= Beginning of Section =
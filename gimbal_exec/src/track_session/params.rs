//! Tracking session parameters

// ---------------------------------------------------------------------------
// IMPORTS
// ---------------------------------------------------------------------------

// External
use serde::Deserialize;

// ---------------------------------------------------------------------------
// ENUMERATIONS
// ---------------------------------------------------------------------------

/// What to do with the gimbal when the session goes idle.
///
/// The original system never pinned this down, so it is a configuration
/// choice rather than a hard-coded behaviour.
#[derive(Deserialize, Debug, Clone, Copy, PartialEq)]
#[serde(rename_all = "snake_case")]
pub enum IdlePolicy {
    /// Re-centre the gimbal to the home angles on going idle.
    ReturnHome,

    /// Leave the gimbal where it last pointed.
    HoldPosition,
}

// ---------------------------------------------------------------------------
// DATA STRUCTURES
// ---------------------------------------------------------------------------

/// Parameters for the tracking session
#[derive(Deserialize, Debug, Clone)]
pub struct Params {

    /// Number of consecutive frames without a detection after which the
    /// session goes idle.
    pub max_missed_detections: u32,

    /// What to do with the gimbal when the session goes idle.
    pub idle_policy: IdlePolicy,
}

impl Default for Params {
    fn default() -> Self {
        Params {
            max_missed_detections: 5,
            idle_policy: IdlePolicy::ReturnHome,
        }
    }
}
= End of Section =
= Beginning of Section =
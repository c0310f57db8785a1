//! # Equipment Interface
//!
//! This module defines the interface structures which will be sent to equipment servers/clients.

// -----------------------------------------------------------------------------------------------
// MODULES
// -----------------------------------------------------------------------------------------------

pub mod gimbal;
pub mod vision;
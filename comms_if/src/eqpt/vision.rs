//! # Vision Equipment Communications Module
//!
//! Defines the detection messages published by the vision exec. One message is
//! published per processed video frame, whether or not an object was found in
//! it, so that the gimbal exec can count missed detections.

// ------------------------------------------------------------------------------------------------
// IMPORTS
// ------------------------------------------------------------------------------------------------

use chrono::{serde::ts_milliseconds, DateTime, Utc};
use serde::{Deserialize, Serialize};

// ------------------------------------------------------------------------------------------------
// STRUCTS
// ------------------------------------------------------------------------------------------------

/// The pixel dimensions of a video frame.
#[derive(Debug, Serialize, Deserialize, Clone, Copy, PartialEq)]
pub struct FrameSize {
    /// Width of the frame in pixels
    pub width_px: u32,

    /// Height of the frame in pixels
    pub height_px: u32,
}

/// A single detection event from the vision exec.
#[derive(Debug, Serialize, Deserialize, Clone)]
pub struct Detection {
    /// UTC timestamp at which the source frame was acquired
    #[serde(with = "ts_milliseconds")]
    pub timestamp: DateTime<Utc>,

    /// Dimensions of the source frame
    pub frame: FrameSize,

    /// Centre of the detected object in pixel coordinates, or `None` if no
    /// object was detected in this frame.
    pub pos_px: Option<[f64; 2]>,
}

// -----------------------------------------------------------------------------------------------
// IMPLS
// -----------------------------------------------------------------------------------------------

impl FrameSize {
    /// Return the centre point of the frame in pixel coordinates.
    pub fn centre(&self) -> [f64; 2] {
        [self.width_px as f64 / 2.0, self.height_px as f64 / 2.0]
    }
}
= End of Section =
* [Exercise prompt] From the records above, show each line that contains the word "IdlePolicy".

* [Answer area]
pub enum IdlePolicy {
    pub idle_policy: IdlePolicy,
            idle_policy: IdlePolicy::ReturnHome,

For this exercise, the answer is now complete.